Nothing but the lines from the top of the following entries through the line with "let client = reqwest::Client::builder()" should be printed, exactly as they are.

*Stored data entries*
◇ ◇ ◇ ◇ ◇
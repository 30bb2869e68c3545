// # JSON-RPC Chain Reader
//
// Reads registrar state with `eth_call` against an EVM JSON-RPC endpoint:
//
// ```json
// {"jsonrpc": "2.0", "id": 1, "method": "eth_call",
//  "params": [{"to": "0x<registrar>", "data": "0x<calldata>"}, "latest"]}
// ```
//
// Calldata comes from `avvy_core::abi::ContractCall` and return words are
// decoded with the same module, so request and response layouts share one
// implementation.
//
// ## Trust Level: Untrusted (Chain Reader)
//
// - ✅ One HTTP request per read
// - ✅ HTTP timeout configured
// - ❌ NO retry logic
// - ❌ NO default value for a malformed or missing result

use async_trait::async_trait;
use avvy_core::abi::{self, ContractCall, DecodeError};
use avvy_core::config::{ChainReaderConfig, TimeoutConfig};
use avvy_core::traits::{ChainReader, ChainReaderFactory};
use avvy_core::{Error, ProviderRegistry, Result};
use primitive_types::{H160, H256};
use serde_json::{Value, json};
use std::time::Duration;

const READER_NAME: &str = "json_rpc";

/// Registrar reader over `eth_call`
#[derive(Debug, Clone)]
pub struct JsonRpcChainReader {
    /// JSON-RPC endpoint
    url: String,

    /// Registrar contract
    registrar: H160,

    /// HTTP client for RPC requests
    client: reqwest::Client,
}

impl JsonRpcChainReader {
    /// Create a new reader
    ///
    /// # Parameters
    ///
    /// - `url`: JSON-RPC endpoint (e.g. the public C-Chain RPC)
    /// - `registrar`: registrar contract address
    /// - `timeout`: per-request HTTP timeout
    pub fn new(url: impl Into<String>, registrar: H160, timeout: Duration) -> Result<Self> {
        let client = reqwest::Client::builder()
            .timeout(timeout)
            .build()
            .map_err(|e| Error::config(format!("Failed to build HTTP client: {}", e)))?;

        Ok(Self {
            url: url.into(),
            registrar,
            client,
        })
    }

    /// JSON-RPC request body for a read-only call
    pub fn request_body(&self, call: &ContractCall) -> Result<Value> {
        let data = call.encode()?;
        Ok(json!({
            "jsonrpc": "2.0",
            "id": 1,
            "method": "eth_call",
            "params": [
                {
                    "to": format!("{:#x}", self.registrar),
                    "data": format!("0x{}", hex::encode(data)),
                },
                "latest"
            ]
        }))
    }

    /// Issue one `eth_call` and return the raw return data
    async fn eth_call(&self, call: &ContractCall) -> Result<Vec<u8>> {
        let name = call.name();
        let body = self.request_body(call)?;
        tracing::debug!(call = name, %body, "eth_call");

        let response = self
            .client
            .post(&self.url)
            .json(&body)
            .send()
            .await
            .map_err(|e| Error::chain_read(name, format!("HTTP request failed: {}", e)))?;

        let status = response.status();
        if !status.is_success() {
            let text = response
                .text()
                .await
                .unwrap_or_else(|_| "Unable to read error response".to_string());
            return Err(match status.as_u16() {
                429 => Error::chain_read(name, format!("Rate limit exceeded. Status: {}", status)),
                500..=599 => Error::chain_read(
                    name,
                    format!("RPC server error (transient): {} - {}", status, text),
                ),
                _ => Error::chain_read(name, format!("RPC request failed: {} - {}", status, text)),
            });
        }

        let json: Value = response
            .json()
            .await
            .map_err(|e| Error::chain_read(name, format!("Failed to parse response: {}", e)))?;
        tracing::debug!(call = name, response = %json, "eth_call result");

        parse_call_result(name, &json)
    }
}

/// Extract and hex-decode the `result` of a JSON-RPC response
pub fn parse_call_result(call: &str, json: &Value) -> Result<Vec<u8>> {
    if let Some(error) = json.get("error") {
        let message = error
            .get("message")
            .and_then(Value::as_str)
            .map(str::to_string)
            .unwrap_or_else(|| error.to_string());
        return Err(Error::chain_read(call, format!("RPC error: {}", message)));
    }

    let result = json
        .get("result")
        .and_then(Value::as_str)
        .ok_or_else(|| Error::chain_read(call, "Invalid response format: result is not a string"))?;

    let digits = result
        .strip_prefix("0x")
        .ok_or_else(|| Error::chain_read(call, format!("Result is not 0x-prefixed: {}", result)))?;

    hex::decode(digits).map_err(|e| Error::chain_read(call, format!("Result is not hex: {}", e)))
}

fn malformed(call: &str, e: DecodeError) -> Error {
    Error::chain_read(call, format!("Malformed return data: {}", e))
}

/// `expiryOf` return data; zero means not registered
pub fn decode_expiry(data: &[u8]) -> Result<Option<u64>> {
    let expiry = abi::decode_u64(data, 0).map_err(|e| malformed("expiryOf", e))?;
    Ok((expiry != 0).then_some(expiry))
}

/// `ownerOf` return data; the zero address means unowned
pub fn decode_owner(data: &[u8]) -> Result<Option<H160>> {
    let owner = abi::decode_address(data, 0).map_err(|e| malformed("ownerOf", e))?;
    Ok((!owner.is_zero()).then_some(owner))
}

/// `exists` return data
pub fn decode_exists(data: &[u8]) -> Result<bool> {
    abi::decode_bool(data, 0).map_err(|e| malformed("exists", e))
}

#[async_trait]
impl ChainReader for JsonRpcChainReader {
    async fn read_expiry(&self, domain_hash: H256) -> Result<Option<u64>> {
        let data = self.eth_call(&ContractCall::ExpiryOf { domain_hash }).await?;
        decode_expiry(&data)
    }

    async fn read_owner(&self, domain_hash: H256) -> Result<Option<H160>> {
        let data = self.eth_call(&ContractCall::OwnerOf { domain_hash }).await?;
        decode_owner(&data)
    }

    async fn domain_exists(&self, domain_hash: H256) -> Result<bool> {
        let data = self.eth_call(&ContractCall::Exists { domain_hash }).await?;
        decode_exists(&data)
    }

    fn reader_name(&self) -> &'static str {
        READER_NAME
    }
}

/// Factory for creating JSON-RPC chain readers
pub struct JsonRpcFactory;

impl ChainReaderFactory for JsonRpcFactory {
    fn create(
        &self,
        config: &ChainReaderConfig,
        registrar: H160,
        timeouts: &TimeoutConfig,
    ) -> Result<Box<dyn ChainReader>> {
        match config {
            ChainReaderConfig::JsonRpc { url } => Ok(Box::new(JsonRpcChainReader::new(
                url.clone(),
                registrar,
                timeouts.chain(),
            )?)),
            _ => Err(Error::config("Invalid config for JSON-RPC chain reader")),
        }
    }
}

/// Register the JSON-RPC chain reader with a registry
pub fn register(registry: &ProviderRegistry) {
    registry.register_chain_reader(READER_NAME, Box::new(JsonRpcFactory));
}
//! Test doubles for service contract tests
//!
//! Each mock counts its calls so tests can assert exactly how often the
//! service reached out to the world.

#![allow(dead_code)]

use avvy_core::config::{AvvyConfig, TimeoutConfig};
use avvy_core::error::{Error, Result};
use avvy_core::traits::{ChainReader, NameResolver, PriceOracle, RecordType};
use avvy_core::DomainTxService;
use primitive_types::{H160, H256};
use std::collections::HashMap;
use std::sync::atomic::{AtomicUsize, Ordering};
use std::sync::{Arc, Mutex};
use std::time::Duration;

/// 2025-01-01T00:00:00Z
pub const T0: u64 = 1_735_689_600;

/// How a mock responds
#[derive(Debug, Clone)]
pub enum Behavior<T> {
    /// Answer with this value
    Respond(T),
    /// Fail with `OracleUnavailable` / `ChainReadUnavailable`
    Fail(&'static str),
    /// Never answer within any reasonable timeout
    Hang,
}

/// A PriceOracle with a scripted answer
pub struct MockPriceOracle {
    behavior: Behavior<f64>,
    call_count: Arc<AtomicUsize>,
}

impl MockPriceOracle {
    pub fn with_rate(rate: f64) -> Self {
        Self::new(Behavior::Respond(rate))
    }

    pub fn failing(message: &'static str) -> Self {
        Self::new(Behavior::Fail(message))
    }

    pub fn hanging() -> Self {
        Self::new(Behavior::Hang)
    }

    pub fn new(behavior: Behavior<f64>) -> Self {
        Self {
            behavior,
            call_count: Arc::new(AtomicUsize::new(0)),
        }
    }

    /// Get the number of times native_token_price() was called
    pub fn call_count(&self) -> usize {
        self.call_count.load(Ordering::SeqCst)
    }

    /// Create a new oracle that shares its counter with an existing one
    pub fn sharing_counters_with(other: &Self) -> Self {
        Self {
            behavior: other.behavior.clone(),
            call_count: Arc::clone(&other.call_count),
        }
    }
}

#[async_trait::async_trait]
impl PriceOracle for MockPriceOracle {
    async fn native_token_price(&self) -> Result<f64> {
        self.call_count.fetch_add(1, Ordering::SeqCst);
        match &self.behavior {
            Behavior::Respond(rate) => Ok(*rate),
            Behavior::Fail(message) => Err(Error::oracle("mock", *message)),
            Behavior::Hang => {
                tokio::time::sleep(Duration::from_secs(3600)).await;
                Err(Error::oracle("mock", "woke up"))
            }
        }
    }

    fn oracle_name(&self) -> &'static str {
        "mock"
    }
}

/// A ChainReader over an in-memory registrar
pub struct MockChainReader {
    expiry: Behavior<HashMap<H256, u64>>,
    owners: HashMap<H256, H160>,
    call_count: Arc<AtomicUsize>,
    calls: Arc<Mutex<Vec<&'static str>>>,
}

impl MockChainReader {
    /// A registrar that knows no names
    pub fn empty() -> Self {
        Self::new(Behavior::Respond(HashMap::new()))
    }

    /// A registrar where `domain_hash` expires at `expiry`
    pub fn with_expiry(domain_hash: H256, expiry: u64) -> Self {
        Self::new(Behavior::Respond(HashMap::from([(domain_hash, expiry)])))
    }

    pub fn failing(message: &'static str) -> Self {
        Self::new(Behavior::Fail(message))
    }

    pub fn hanging() -> Self {
        Self::new(Behavior::Hang)
    }

    pub fn new(expiry: Behavior<HashMap<H256, u64>>) -> Self {
        Self {
            expiry,
            owners: HashMap::new(),
            call_count: Arc::new(AtomicUsize::new(0)),
            calls: Arc::new(Mutex::new(Vec::new())),
        }
    }

    /// Set the owner of a name
    pub fn with_owner(mut self, domain_hash: H256, owner: H160) -> Self {
        self.owners.insert(domain_hash, owner);
        self
    }

    /// Get the number of reads issued
    pub fn call_count(&self) -> usize {
        self.call_count.load(Ordering::SeqCst)
    }

    /// Names of the reads issued, in order
    pub fn calls(&self) -> Vec<&'static str> {
        self.calls.lock().unwrap().clone()
    }

    /// Create a new reader that shares state and counters with an existing one
    pub fn sharing_counters_with(other: &Self) -> Self {
        Self {
            expiry: other.expiry.clone(),
            owners: other.owners.clone(),
            call_count: Arc::clone(&other.call_count),
            calls: Arc::clone(&other.calls),
        }
    }

    async fn lookup(&self, call: &'static str) -> Result<&HashMap<H256, u64>> {
        self.call_count.fetch_add(1, Ordering::SeqCst);
        self.calls.lock().unwrap().push(call);
        match &self.expiry {
            Behavior::Respond(map) => Ok(map),
            Behavior::Fail(message) => Err(Error::chain_read(call, *message)),
            Behavior::Hang => {
                tokio::time::sleep(Duration::from_secs(3600)).await;
                Err(Error::chain_read(call, "woke up"))
            }
        }
    }
}

#[async_trait::async_trait]
impl ChainReader for MockChainReader {
    async fn read_expiry(&self, domain_hash: H256) -> Result<Option<u64>> {
        Ok(self.lookup("expiryOf").await?.get(&domain_hash).copied())
    }

    async fn read_owner(&self, domain_hash: H256) -> Result<Option<H160>> {
        self.lookup("ownerOf").await?;
        Ok(self.owners.get(&domain_hash).copied())
    }

    async fn domain_exists(&self, domain_hash: H256) -> Result<bool> {
        Ok(self.lookup("exists").await?.contains_key(&domain_hash))
    }

    fn reader_name(&self) -> &'static str {
        "mock"
    }
}

/// A NameResolver over a fixed record table
pub struct MockNameResolver {
    records: HashMap<(String, String), String>,
    call_count: Arc<AtomicUsize>,
}

impl MockNameResolver {
    pub fn new() -> Self {
        Self {
            records: HashMap::new(),
            call_count: Arc::new(AtomicUsize::new(0)),
        }
    }

    pub fn with_record(mut self, name: &str, record: &RecordType, value: &str) -> Self {
        self.records
            .insert((name.to_string(), record.to_string()), value.to_string());
        self
    }

    pub fn call_count(&self) -> usize {
        self.call_count.load(Ordering::SeqCst)
    }
}

#[async_trait::async_trait]
impl NameResolver for MockNameResolver {
    async fn resolve(&self, name: &str, record: &RecordType) -> Result<Option<String>> {
        self.call_count.fetch_add(1, Ordering::SeqCst);
        Ok(self
            .records
            .get(&(name.to_string(), record.to_string()))
            .cloned())
    }

    fn resolver_name(&self) -> &'static str {
        "mock"
    }
}

/// Default configuration with short timeouts
pub fn test_config() -> AvvyConfig {
    AvvyConfig {
        timeouts: TimeoutConfig {
            oracle_timeout_secs: 1,
            chain_timeout_secs: 1,
        },
        ..AvvyConfig::default()
    }
}

/// Build a service over the given mocks
pub fn service(oracle: MockPriceOracle, reader: MockChainReader) -> DomainTxService {
    DomainTxService::new(Box::new(oracle), Box::new(reader), test_config())
        .expect("default configuration is valid")
}

/// Keccak-256 of a label
pub fn label_hash(label: &str) -> H256 {
    avvy_core::DomainName::parse(label, ".avax")
        .expect("valid label")
        .hash()
}
//! Message commands: drive the draft wizard against a running server.

use anyhow::Result;
use clap::Args;
use heartglow_core::{DraftStage, GenerationResult, MessageDraft};
use serde::Deserialize;

use crate::check;

#[derive(Args)]
pub struct GenerateArgs {
    /// Server URL (default: http://localhost:3000)
    #[arg(long, default_value = "http://localhost:3000")]
    pub server: String,
    /// Session token from signup or login
    #[arg(long)]
    pub token: String,
    /// Who the message is for
    #[arg(long)]
    pub recipient: String,
    /// Relationship to the recipient (e.g. "Friend")
    #[arg(long)]
    pub relationship: String,
    /// Purpose of the message (e.g. "gratitude", "apology")
    #[arg(long)]
    pub intent: String,
    /// Tone of the message (e.g. "warm", "casual")
    #[arg(long, default_value = "warm")]
    pub tone: String,
    /// Tone intensity, 1 (barely there) to 5 (as strong as it gets)
    #[arg(long, default_value_t = 3)]
    pub intensity: u8,
    /// Delivery format (e.g. "text", "letter")
    #[arg(long, default_value = "text")]
    pub format: String,
    /// Length of the message (e.g. "brief", "detailed")
    #[arg(long, default_value = "brief")]
    pub length: String,
    /// Extra context the message should account for
    #[arg(long)]
    pub circumstances: Option<String>,
}

#[derive(Deserialize)]
struct MessageItem {
    message: String,
    #[serde(rename = "recipientName")]
    recipient_name: String,
    #[serde(rename = "createdAt")]
    created_at: String,
}

#[derive(Deserialize)]
struct MessageListResponse {
    messages: Vec<MessageItem>,
}

pub async fn generate(args: GenerateArgs) -> Result<()> {
    // Walk the wizard the way a client would, so field problems surface
    // locally with the offending stage named instead of as a server 400.
    let mut draft = MessageDraft::new();
    draft.set_recipient(&args.recipient, &args.relationship);
    draft.set_intent(&args.intent);
    draft.set_tone(&args.tone, args.intensity);
    draft.set_format(&args.format, &args.length);
    if let Some(circumstances) = &args.circumstances {
        draft.set_special_circumstances(circumstances);
    }
    while draft.stage() != DraftStage::Ready {
        draft.advance()?;
    }
    let request = draft.finish()?;

    let client = reqwest::Client::new();
    let response = client
        .post(format!("{}/api/messages/generate", args.server))
        .bearer_auth(&args.token)
        .json(&request)
        .send()
        .await?;
    let result: GenerationResult = check(response).await?.json().await?;

    println!("{}", result.message);
    if !result.insights.is_empty() {
        println!();
        for insight in &result.insights {
            println!("- {}", insight);
        }
    }

    Ok(())
}

pub async fn history(server: &str, token: &str, limit: i64) -> Result<()> {
    let client = reqwest::Client::new();
    let response = client
        .get(format!("{}/api/messages?limit={}", server, limit))
        .bearer_auth(token)
        .send()
        .await?;
    let body: MessageListResponse = check(response).await?.json().await?;

    if body.messages.is_empty() {
        println!("No saved messages.");
        return Ok(());
    }
    for item in &body.messages {
        let first_line = item.message.lines().next().unwrap_or("");
        println!("{}  {}  {}", item.created_at, item.recipient_name, first_line);
    }

    Ok(())
}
◇ ◇ ◇ ◇ ◇
*Written answer*
repository 30bb2869e68c3545
// # JSON-RPC Chain Reader
//
// Reads registrar state with `eth_call` against an EVM JSON-RPC endpoint:
//
// ```json
// {"jsonrpc": "2.0", "id": 1, "method": "eth_call",
//  "params": [{"to": "0x<registrar>", "data": "0x<calldata>"}, "latest"]}
// ```
//
// Calldata comes from `avvy_core::abi::ContractCall` and return words are
// decoded with the same module, so request and response layouts share one
// implementation.
//
// ## Trust Level: Untrusted (Chain Reader)
//
// - ✅ One HTTP request per read
// - ✅ HTTP timeout configured
// - ❌ NO retry logic
// - ❌ NO default value for a malformed or missing result

use async_trait::async_trait;
use avvy_core::abi::{self, ContractCall, DecodeError};
use avvy_core::config::{ChainReaderConfig, TimeoutConfig};
use avvy_core::traits::{ChainReader, ChainReaderFactory};
use avvy_core::{Error, ProviderRegistry, Result};
use primitive_types::{H160, H256};
use serde_json::{Value, json};
use std::time::Duration;

const READER_NAME: &str = "json_rpc";

/// Registrar reader over `eth_call`
#[derive(Debug, Clone)]
pub struct JsonRpcChainReader {
    /// JSON-RPC endpoint
    url: String,

    /// Registrar contract
    registrar: H160,

    /// HTTP client for RPC requests
    client: reqwest::Client,
}

impl JsonRpcChainReader {
    /// Create a new reader
    ///
    /// # Parameters
    ///
    /// - `url`: JSON-RPC endpoint (e.g. the public C-Chain RPC)
    /// - `registrar`: registrar contract address
    /// - `timeout`: per-request HTTP timeout
    pub fn new(url: impl Into<String>, registrar: H160, timeout: Duration) -> Result<Self> {
        let client = reqwest::Client::builder()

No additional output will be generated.